Ich habe immer schon kurz gepredigt. Aber meine Flexibilität ist jetzt gefordert, weil ich auf Anregungen aus der Gemeinde spontan reagieren muss. Anfangs hatte ich auch Angst, ich könnte bei meiner Predigt in Fettnäpfchen treten. Aber das ist nicht passiert, weil die Gemeinde so offen und humorvoll ist. Was für mich ebenfalls neu war: Nach der Predigt kann jeder, dem während des Gottesdienstes ein Licht aufgegangen ist, eine Kerze anzünden. Pro Gottesdienst werden zwischen zwei und fünf Kerzen angezündet. Ein wunderbarer Ritus, wie ich finde.

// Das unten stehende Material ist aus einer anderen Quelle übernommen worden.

//! Catalog
//!
//! Categories and products, keyed by sequential ids that are never reused.

use std::{collections::BTreeMap, fmt, sync::Arc};

use rusty_money::{Money, iso::Currency};
use thiserror::Error;

/// Errors raised by catalog mutations.
#[derive(Debug, Error, PartialEq)]
pub enum CatalogError {
    /// No product has this id.
    #[error("product {0} not found")]
    ProductNotFound(ProductId),

    /// No category has this id.
    #[error("category {0} not found")]
    CategoryNotFound(CategoryId),

    /// A product was given a category that does not exist.
    #[error("category {0} does not exist")]
    UnknownCategory(CategoryId),

    /// The category still has products (category id, product count).
    #[error("category {0} still has {1} product(s)")]
    CategoryInUse(CategoryId, usize),

    /// Prices must not be negative.
    #[error("price must not be negative, got {0}")]
    NegativePrice(String),

    /// A price is in a different currency to the catalog (price currency, catalog currency).
    #[error("price has currency {0}, but the catalog uses {1}")]
    CurrencyMismatch(&'static str, &'static str),
}

/// Category id
#[derive(Debug, Clone, Copy, PartialEq, Eq, Hash, PartialOrd, Ord)]
pub struct CategoryId(u64);

/// Product id
#[derive(Debug, Clone, Copy, PartialEq, Eq, Hash, PartialOrd, Ord)]
pub struct ProductId(u64);

macro_rules! id_conversions {
    ($id:ty) => {
        impl $id {
            /// Wrap a raw id.
            #[must_use]
            pub const fn new(value: u64) -> Self {
                Self(value)
            }

            /// The raw id.
            #[must_use]
            pub const fn get(self) -> u64 {
                self.0
            }
        }

        impl From<u64> for $id {
            fn from(value: u64) -> Self {
                Self(value)
            }
        }

        impl fmt::Display for $id {
            fn fmt(&self, f: &mut fmt::Formatter<'_>) -> fmt::Result {
                fmt::Display::fmt(&self.0, f)
            }
        }
    };
}

id_conversions!(CategoryId);
id_conversions!(ProductId);

/// Category
#[derive(Debug, Clone, PartialEq, Eq)]
pub struct Category {
    /// Category id
    pub id: CategoryId,

    /// Category name
    pub name: String,
}

/// Product
#[derive(Debug, Clone, PartialEq)]
pub struct Product {
    /// Product id
    pub id: ProductId,

    /// Product name
    pub name: String,

    /// The category this product belongs to
    pub category_id: CategoryId,

    /// Unit price
    pub price: Money<'static, Currency>,
}

/// The fields of a product, used both to create one and to replace one wholesale.
#[derive(Debug, Clone, PartialEq)]
pub struct NewProduct {
    /// Product name
    pub name: String,

    /// Category to file the product under
    pub category_id: CategoryId,

    /// Unit price
    pub price: Money<'static, Currency>,
}

impl NewProduct {
    /// Create new product details.
    pub fn new(
        name: impl Into<String>,
        category_id: CategoryId,
        price: Money<'static, Currency>,
    ) -> Self {
        Self {
            name: name.into(),
            category_id,
            price,
        }
    }
}

/// The store catalog.
///
/// Products are handed out as `Arc<Product>` so cart lines can hold on to the
/// record they were created from after the catalog entry changes or goes away.
#[derive(Debug, Clone)]
pub struct Catalog {
    currency: &'static Currency,
    categories: BTreeMap<CategoryId, Category>,
    products: BTreeMap<ProductId, Arc<Product>>,
    next_category_id: u64,
    next_product_id: u64,
}

impl Catalog {
    /// Create an empty catalog priced in `currency`.
    #[must_use]
    pub fn new(currency: &'static Currency) -> Self {
        Self {
            currency,
            categories: BTreeMap::new(),
            products: BTreeMap::new(),
            next_category_id: 1,
            next_product_id: 1,
        }
    }

    /// The currency every price in the catalog is in.
    #[must_use]
    pub fn currency(&self) -> &'static Currency {
        self.currency
    }

    /// Add a category under the next free id.
    pub fn add_category(&mut self, name: impl Into<String>) -> CategoryId {
        let id = CategoryId(self.next_category_id);
        self.next_category_id += 1;

        self.categories.insert(
            id,
            Category {
                id,
                name: name.into(),
            },
        );

        id
    }

    /// Remove a category that no product references.
    ///
    /// # Errors
    ///
    /// - [`CatalogError::CategoryNotFound`]: no such category.
    /// - [`CatalogError::CategoryInUse`]: products still reference it.
    pub fn remove_category(&mut self, id: CategoryId) -> Result<Category, CatalogError> {
        if !self.categories.contains_key(&id) {
            return Err(CatalogError::CategoryNotFound(id));
        }

        let in_use = self.products_in_category(id).count();

        if in_use > 0 {
            return Err(CatalogError::CategoryInUse(id, in_use));
        }

        self.categories
            .remove(&id)
            .ok_or(CatalogError::CategoryNotFound(id))
    }

    /// Add a product under the next free id.
    ///
    /// # Errors
    ///
    /// Returns a [`CatalogError`] if the category is unknown or the price is
    /// negative or in the wrong currency.
    pub fn add_product(&mut self, details: NewProduct) -> Result<Arc<Product>, CatalogError> {
        self.validate(&details)?;

        let id = ProductId(self.next_product_id);
        self.next_product_id += 1;

        let product = Arc::new(Product {
            id,
            name: details.name,
            category_id: details.category_id,
            price: details.price,
        });

        self.products.insert(id, Arc::clone(&product));

        Ok(product)
    }

    /// Replace every field of an existing product.
    ///
    /// # Errors
    ///
    /// Returns [`CatalogError::ProductNotFound`] if there is no such product,
    /// or the same errors as [`Catalog::add_product`] for invalid details.
    pub fn update_product(
        &mut self,
        id: ProductId,
        details: NewProduct,
    ) -> Result<Arc<Product>, CatalogError> {
        if !self.products.contains_key(&id) {
            return Err(CatalogError::ProductNotFound(id));
        }

        self.validate(&details)?;

        let product = Arc::new(Product {
            id,
            name: details.name,
            category_id: details.category_id,
            price: details.price,
        });

        self.products.insert(id, Arc::clone(&product));

        Ok(product)
    }

    /// Remove a product.
    ///
    /// # Errors
    ///
    /// Returns [`CatalogError::ProductNotFound`] if there is no such product.
    pub fn remove_product(&mut self, id: ProductId) -> Result<Arc<Product>, CatalogError> {
        self.products
            .remove(&id)
            .ok_or(CatalogError::ProductNotFound(id))
    }

    /// Look up a product.
    #[must_use]
    pub fn product(&self, id: ProductId) -> Option<&Arc<Product>> {
        self.products.get(&id)
    }

    /// Look up a category.
    #[must_use]
    pub fn category(&self, id: CategoryId) -> Option<&Category> {
        self.categories.get(&id)
    }

    /// Products in id order.
    pub fn products(&self) -> impl Iterator<Item = &Product> {
        self.products.values().map(|product| &**product)
    }

    /// Categories in id order.
    pub fn categories(&self) -> impl Iterator<Item = &Category> {
        self.categories.values()
    }

    /// Products filed under the given category.
    pub fn products_in_category(&self, id: CategoryId) -> impl Iterator<Item = &Product> {
        self.products()
            .filter(move |product| product.category_id == id)
    }

    /// Number of products.
    #[must_use]
    pub fn len(&self) -> usize {
        self.products.len()
    }

    /// Whether the catalog has no products.
    #[must_use]
    pub fn is_empty(&self) -> bool {
        self.products.is_empty()
    }

    fn validate(&self, details: &NewProduct) -> Result<(), CatalogError> {
        if !self.categories.contains_key(&details.category_id) {
            return Err(CatalogError::UnknownCategory(details.category_id));
        }

        let price_currency = details.price.currency();

        if price_currency != self.currency {
            return Err(CatalogError::CurrencyMismatch(
                price_currency.iso_alpha_code,
                self.currency.iso_alpha_code,
            ));
        }

        if details.price.to_minor_units() < 0 {
            return Err(CatalogError::NegativePrice(details.price.to_string()));
        }

        Ok(())
    }
}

Er macht Ihren Erfolg oder Misserfolg aber auch sofort sichtbar.

Das stimmt. Aber das bekomme ich auch an anderer Stelle mit: Wenn ich keinen Erfolg habe, wird die Gemeinde kleiner. Die evangelisch-methodistische Kirche in Flensburg besteht seit über 150 Jahren. Ihr Einzugsgebiet reicht bis nach Husum, Schleswig und sogar St. Peter-Ording. Ich stehe mit der Gemeinde in ständigem Austausch. Gemeinsam bemühen wir uns um Wachstum. Und die Gemeinde hat mir signalisiert: Wir geben alle unser Bestes. Aber am Ende trägt Gott unsere Kirche.

Man merkt Ihnen an, wieviel Freude Ihnen Ihre neue Arbeit macht. Fühlen Sie sich am Ende bei den Methodisten wohler als bei den Lutheranern?

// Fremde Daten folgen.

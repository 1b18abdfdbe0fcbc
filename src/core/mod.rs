pub mod debug_logger;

Ich fühle mich in beiden Kirchen wohl. An den Methodisten fasziniert mich ihr ausgeprägtes soziales Engagement und ihr Gemeinschaftssinn, der weit über die Grenzen der Kirchengemeinde hinausgeht. Unsere lutherischen Kirchen sind meistens zu groß, um den persönlichen Austausch so zu pflegen, wie es mir hier möglich ist.

Info: Das Tauschmodell

Regina Waack ist in der Nordkirche die erste Pastorin, die an eine evangelisch-methodistische Gemeinde abgeordnet wurde.  Früher wurde die Gemeinde in Flensburg von dem Pastor aus Kiel mitversorgt, der zwei methodistische Gemeinden betreute und  sonntags zwei Gottesdienste gestalten musste. Die Gemeindemitglieder in Flensburg fühlten sich nicht gut betreut, weil der Pastor beim anschließend üblichen Kirchencafé mit Sprechzeit immer fehlte. Einen Pastor in Vollzeit kann sie sich nicht leisten. Die Gemeinde schrumpfte.

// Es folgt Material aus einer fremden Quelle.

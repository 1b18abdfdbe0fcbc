// Rewritten command representation shared by the rewrite mode and the logger

use std::fmt;

/// How source and destination paths are written out
#[derive(Debug, Clone, Copy, PartialEq, Eq, Default)]
pub enum QuoteStyle {
    /// Paths as-is: `cp /a/b.svg /out/b.svg`
    #[default]
    None,
    /// Wrapped in double quotes, no escaping: `cp "/a/b.svg" "/out/b.svg"`
    Double,
    /// POSIX shell quoting via `shell_words::quote`
    Shell,
}

impl QuoteStyle {
    /// Parse a style name, case-insensitive
    pub fn from_name(name: &str) -> Option<Self> {
        match name.trim().to_lowercase().as_str() {
            "none" | "plain" => Some(Self::None),
            "double" | "quoted" => Some(Self::Double),
            "shell" | "posix" => Some(Self::Shell),
            _ => None,
        }
    }

    fn apply<'a>(self, path: &'a str) -> std::borrow::Cow<'a, str> {
        match self {
            Self::None => path.into(),
            Self::Double => format!("\"{path}\"").into(),
            Self::Shell => shell_words::quote(path),
        }
    }
}

impl fmt::Display for QuoteStyle {
    fn fmt(&self, f: &mut fmt::Formatter<'_>) -> fmt::Result {
        let name = match self {
            Self::None => "none",
            Self::Double => "double",
            Self::Shell => "shell",
        };
        f.write_str(name)
    }
}

/// One copy command derived from a path segment
#[derive(Debug, Clone, PartialEq, Eq)]
pub struct CopyCommand {
    /// Trimmed segment, exactly as it appeared in the input
    pub source: String,
    /// Output directory immediately followed by the basename
    pub destination: String,
    /// Line number (1-based) of the input line the segment came from
    pub line_number: usize,
}

impl CopyCommand {
    /// Build a command from a segment, the output directory and the segment's basename
    pub fn new(source: &str, output_dir: &str, basename: &str, line_number: usize) -> Self {
        Self {
            source: source.to_string(),
            destination: format!("{output_dir}{basename}"),
            line_number,
        }
    }

    /// Render as a shell line, `program` is usually `cp`
    pub fn render(&self, program: &str, style: QuoteStyle) -> String {
        format!(
            "{} {} {}",
            program,
            style.apply(&self.source),
            style.apply(&self.destination)
        )
    }
}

So entstand die Idee, dass ein Pastor in Flensburg  jeweils eine methodistische und eine lutherische halbe Pfarrstelle betreut. Sonntags kann er  Gottesdienst mit der methodistischen Gemeinde feiern und wochentags Tätigkeiten in der lutherischen Kirche wahrnehmen. Waack kümmert sich neben der Gemeindearbeit noch um die lutherischen Prädikanten im Kirchenkreis.